## Assigned task
Return exactly those lines of the material below that fall between the line holding "use regex::Regex;" and the line holding "callers must reject.", inclusive.

## Excerpted data
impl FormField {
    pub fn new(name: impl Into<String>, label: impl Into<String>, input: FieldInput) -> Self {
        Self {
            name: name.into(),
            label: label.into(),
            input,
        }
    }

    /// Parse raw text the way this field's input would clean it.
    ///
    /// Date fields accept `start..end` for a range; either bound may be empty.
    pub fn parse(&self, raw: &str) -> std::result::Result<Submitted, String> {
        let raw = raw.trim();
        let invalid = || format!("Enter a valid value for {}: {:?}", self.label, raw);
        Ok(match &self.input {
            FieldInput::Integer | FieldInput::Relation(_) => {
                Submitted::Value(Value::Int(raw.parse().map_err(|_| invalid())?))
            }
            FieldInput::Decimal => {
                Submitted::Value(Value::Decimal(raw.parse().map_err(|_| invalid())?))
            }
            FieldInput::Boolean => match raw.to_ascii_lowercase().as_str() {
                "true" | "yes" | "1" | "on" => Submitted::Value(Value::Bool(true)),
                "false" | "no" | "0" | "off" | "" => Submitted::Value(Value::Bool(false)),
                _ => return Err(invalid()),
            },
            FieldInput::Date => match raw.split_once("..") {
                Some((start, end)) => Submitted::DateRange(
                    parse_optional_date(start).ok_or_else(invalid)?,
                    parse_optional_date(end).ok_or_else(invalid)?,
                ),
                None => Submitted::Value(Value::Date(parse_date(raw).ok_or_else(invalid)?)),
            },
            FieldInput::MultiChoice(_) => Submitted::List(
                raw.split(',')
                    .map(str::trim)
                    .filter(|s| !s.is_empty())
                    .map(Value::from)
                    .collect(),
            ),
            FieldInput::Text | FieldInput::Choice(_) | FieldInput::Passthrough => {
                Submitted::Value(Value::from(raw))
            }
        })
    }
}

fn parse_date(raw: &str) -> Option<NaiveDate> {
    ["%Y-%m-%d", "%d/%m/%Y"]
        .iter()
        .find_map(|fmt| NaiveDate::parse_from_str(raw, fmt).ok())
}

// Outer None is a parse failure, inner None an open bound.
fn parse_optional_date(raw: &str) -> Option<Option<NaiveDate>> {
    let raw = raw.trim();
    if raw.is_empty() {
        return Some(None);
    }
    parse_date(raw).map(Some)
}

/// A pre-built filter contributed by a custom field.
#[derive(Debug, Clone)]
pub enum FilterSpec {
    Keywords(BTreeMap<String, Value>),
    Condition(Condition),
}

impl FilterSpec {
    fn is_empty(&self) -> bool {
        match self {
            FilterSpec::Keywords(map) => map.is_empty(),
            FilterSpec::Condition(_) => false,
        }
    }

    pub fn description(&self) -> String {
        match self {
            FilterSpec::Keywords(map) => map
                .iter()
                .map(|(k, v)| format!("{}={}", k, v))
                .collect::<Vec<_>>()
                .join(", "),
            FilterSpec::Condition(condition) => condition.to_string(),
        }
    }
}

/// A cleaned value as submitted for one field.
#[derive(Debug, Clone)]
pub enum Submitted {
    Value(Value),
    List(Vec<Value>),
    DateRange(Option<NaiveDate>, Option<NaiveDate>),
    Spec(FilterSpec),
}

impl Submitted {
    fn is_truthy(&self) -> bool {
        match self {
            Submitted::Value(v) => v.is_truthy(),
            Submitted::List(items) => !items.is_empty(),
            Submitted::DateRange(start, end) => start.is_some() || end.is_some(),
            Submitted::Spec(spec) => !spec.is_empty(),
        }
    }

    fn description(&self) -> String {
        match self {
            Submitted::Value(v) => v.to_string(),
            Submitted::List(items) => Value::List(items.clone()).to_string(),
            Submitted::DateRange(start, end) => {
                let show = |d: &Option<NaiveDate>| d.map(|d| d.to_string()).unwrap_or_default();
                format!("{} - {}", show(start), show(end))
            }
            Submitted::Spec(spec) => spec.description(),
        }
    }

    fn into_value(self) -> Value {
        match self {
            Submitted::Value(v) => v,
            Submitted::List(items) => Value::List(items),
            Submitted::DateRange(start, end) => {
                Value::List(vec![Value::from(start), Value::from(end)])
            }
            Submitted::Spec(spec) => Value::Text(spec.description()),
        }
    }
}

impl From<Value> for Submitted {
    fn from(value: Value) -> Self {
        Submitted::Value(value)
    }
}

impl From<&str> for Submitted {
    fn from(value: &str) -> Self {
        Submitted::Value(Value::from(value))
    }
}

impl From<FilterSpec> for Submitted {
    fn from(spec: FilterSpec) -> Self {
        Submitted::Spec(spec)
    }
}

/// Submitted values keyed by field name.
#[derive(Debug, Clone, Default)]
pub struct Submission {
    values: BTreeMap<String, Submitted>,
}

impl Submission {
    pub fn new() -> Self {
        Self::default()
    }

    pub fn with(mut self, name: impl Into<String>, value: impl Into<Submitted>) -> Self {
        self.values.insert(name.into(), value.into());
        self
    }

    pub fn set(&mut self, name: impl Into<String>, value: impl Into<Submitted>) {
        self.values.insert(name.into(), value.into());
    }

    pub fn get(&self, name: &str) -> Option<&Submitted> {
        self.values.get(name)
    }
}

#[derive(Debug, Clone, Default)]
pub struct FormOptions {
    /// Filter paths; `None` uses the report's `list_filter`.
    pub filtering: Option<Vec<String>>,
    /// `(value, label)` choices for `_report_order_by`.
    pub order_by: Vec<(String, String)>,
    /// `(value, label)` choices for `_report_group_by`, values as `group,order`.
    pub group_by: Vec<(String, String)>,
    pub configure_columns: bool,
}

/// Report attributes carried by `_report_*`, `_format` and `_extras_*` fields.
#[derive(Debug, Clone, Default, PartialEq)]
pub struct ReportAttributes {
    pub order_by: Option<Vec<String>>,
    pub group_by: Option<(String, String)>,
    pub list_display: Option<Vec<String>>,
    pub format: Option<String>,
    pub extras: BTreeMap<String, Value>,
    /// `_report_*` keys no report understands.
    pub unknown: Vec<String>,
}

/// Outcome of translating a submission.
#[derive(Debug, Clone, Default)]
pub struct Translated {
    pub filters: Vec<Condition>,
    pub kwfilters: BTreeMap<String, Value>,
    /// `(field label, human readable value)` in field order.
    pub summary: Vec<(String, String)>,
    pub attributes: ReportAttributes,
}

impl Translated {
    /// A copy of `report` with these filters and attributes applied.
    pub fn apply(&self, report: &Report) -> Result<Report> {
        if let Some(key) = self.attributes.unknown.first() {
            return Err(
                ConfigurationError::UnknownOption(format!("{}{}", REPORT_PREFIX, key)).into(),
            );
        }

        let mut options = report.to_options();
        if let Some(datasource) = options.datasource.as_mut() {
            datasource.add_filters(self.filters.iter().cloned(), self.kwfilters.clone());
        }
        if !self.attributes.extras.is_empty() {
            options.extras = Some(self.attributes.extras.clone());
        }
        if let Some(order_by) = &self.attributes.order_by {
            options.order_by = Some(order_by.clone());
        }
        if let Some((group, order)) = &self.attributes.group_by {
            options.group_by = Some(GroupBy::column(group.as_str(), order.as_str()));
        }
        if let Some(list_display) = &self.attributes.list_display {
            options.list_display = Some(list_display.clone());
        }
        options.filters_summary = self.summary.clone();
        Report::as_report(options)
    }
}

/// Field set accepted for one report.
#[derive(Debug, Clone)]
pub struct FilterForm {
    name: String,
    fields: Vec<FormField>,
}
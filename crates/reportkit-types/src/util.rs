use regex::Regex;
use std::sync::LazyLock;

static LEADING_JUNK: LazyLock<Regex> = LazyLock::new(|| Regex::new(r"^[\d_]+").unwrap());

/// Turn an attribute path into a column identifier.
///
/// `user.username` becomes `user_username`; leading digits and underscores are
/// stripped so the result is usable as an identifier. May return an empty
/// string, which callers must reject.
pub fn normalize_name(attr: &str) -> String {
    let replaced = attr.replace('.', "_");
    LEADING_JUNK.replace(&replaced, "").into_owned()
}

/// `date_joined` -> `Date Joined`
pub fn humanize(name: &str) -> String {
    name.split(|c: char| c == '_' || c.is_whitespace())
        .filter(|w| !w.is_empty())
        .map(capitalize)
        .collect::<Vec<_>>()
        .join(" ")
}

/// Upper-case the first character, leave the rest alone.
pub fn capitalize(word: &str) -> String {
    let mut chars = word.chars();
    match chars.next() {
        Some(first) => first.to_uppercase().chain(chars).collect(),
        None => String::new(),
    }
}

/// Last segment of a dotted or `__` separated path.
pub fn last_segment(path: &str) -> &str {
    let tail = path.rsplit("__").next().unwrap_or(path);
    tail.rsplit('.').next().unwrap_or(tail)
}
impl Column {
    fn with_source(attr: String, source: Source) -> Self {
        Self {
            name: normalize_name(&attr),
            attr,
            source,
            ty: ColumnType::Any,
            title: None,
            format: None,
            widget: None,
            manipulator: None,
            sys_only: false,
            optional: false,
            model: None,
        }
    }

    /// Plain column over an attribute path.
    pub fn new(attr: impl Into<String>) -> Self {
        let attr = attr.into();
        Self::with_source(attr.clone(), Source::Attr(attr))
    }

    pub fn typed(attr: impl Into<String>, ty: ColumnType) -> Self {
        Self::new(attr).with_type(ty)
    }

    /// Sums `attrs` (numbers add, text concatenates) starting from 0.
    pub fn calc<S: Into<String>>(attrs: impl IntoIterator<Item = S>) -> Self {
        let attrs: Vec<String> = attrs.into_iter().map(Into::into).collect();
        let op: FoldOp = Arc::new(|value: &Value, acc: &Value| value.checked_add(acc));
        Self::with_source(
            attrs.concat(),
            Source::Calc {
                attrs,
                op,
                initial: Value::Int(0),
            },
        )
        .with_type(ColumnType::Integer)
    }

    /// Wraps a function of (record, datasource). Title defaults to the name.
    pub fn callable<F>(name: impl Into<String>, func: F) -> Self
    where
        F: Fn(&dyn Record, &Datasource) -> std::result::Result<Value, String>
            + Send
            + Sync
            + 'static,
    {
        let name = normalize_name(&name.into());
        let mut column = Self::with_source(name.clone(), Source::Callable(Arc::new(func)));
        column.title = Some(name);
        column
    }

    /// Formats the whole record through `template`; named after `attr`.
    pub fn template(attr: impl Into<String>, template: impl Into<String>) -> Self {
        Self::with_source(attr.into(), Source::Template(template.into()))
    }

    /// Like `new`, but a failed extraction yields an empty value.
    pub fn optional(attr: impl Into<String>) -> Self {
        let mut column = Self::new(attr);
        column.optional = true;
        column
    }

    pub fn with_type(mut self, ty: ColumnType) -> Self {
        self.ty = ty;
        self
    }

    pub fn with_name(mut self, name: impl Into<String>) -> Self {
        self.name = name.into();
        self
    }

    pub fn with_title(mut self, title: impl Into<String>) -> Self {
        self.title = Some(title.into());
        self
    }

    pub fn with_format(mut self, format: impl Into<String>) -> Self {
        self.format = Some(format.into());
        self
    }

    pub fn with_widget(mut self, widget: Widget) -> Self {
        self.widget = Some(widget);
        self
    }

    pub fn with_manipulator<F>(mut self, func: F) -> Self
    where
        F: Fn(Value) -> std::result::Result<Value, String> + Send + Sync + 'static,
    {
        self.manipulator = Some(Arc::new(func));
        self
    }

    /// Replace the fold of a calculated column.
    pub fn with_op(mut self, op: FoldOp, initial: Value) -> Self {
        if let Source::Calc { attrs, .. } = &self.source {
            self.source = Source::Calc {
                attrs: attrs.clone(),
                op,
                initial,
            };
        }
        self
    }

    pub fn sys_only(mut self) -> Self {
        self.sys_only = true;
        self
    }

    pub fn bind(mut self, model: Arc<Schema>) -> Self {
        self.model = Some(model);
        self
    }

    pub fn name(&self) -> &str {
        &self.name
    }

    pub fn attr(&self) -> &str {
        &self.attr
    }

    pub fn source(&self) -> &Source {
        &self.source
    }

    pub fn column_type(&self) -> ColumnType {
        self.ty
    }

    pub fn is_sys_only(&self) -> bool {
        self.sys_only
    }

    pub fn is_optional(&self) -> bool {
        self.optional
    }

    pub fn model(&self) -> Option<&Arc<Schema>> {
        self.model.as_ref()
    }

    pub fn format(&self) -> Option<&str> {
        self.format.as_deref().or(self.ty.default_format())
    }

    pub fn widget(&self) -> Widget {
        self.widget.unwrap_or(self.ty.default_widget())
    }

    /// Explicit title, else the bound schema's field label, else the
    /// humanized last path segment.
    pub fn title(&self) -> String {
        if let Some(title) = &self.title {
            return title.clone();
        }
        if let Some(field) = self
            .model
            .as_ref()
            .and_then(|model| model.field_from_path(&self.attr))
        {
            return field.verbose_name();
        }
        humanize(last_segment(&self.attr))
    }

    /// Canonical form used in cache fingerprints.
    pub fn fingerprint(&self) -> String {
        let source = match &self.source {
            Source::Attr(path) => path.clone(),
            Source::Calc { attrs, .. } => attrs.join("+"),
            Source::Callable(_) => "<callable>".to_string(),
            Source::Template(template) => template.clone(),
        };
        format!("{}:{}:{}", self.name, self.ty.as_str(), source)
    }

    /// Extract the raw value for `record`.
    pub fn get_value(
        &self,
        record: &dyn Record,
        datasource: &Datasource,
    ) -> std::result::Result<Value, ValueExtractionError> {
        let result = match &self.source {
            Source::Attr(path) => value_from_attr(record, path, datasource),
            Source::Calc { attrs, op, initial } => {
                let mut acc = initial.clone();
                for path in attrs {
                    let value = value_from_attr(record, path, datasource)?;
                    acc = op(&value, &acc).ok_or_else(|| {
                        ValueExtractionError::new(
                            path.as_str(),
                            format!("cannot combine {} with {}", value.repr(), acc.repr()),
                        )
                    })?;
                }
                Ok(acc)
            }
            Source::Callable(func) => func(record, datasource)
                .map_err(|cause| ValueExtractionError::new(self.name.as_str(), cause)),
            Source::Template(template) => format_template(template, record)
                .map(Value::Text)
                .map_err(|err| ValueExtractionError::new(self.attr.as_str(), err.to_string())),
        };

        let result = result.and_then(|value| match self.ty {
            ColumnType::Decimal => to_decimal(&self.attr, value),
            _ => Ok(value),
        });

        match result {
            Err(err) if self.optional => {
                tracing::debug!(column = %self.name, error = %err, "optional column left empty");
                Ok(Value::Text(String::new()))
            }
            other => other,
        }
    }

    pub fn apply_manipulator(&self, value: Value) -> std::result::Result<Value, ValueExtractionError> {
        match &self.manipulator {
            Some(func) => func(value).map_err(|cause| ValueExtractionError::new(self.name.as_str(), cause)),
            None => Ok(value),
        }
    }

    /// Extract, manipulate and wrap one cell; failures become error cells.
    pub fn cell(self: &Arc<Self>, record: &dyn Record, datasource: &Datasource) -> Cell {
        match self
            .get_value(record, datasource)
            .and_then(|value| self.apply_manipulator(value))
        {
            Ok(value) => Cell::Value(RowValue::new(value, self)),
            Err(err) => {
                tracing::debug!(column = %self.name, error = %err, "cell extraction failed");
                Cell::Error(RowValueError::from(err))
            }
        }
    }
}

## Answer below
use regex::Regex;
use std::sync::LazyLock;

static LEADING_JUNK: LazyLock<Regex> = LazyLock::new(|| Regex::new(r"^[\d_]+").unwrap());

/// Turn an attribute path into a column identifier.
///
/// `user.username` becomes `user_username`; leading digits and underscores are
/// stripped so the result is usable as an identifier. May return an empty
/// string, which callers must reject.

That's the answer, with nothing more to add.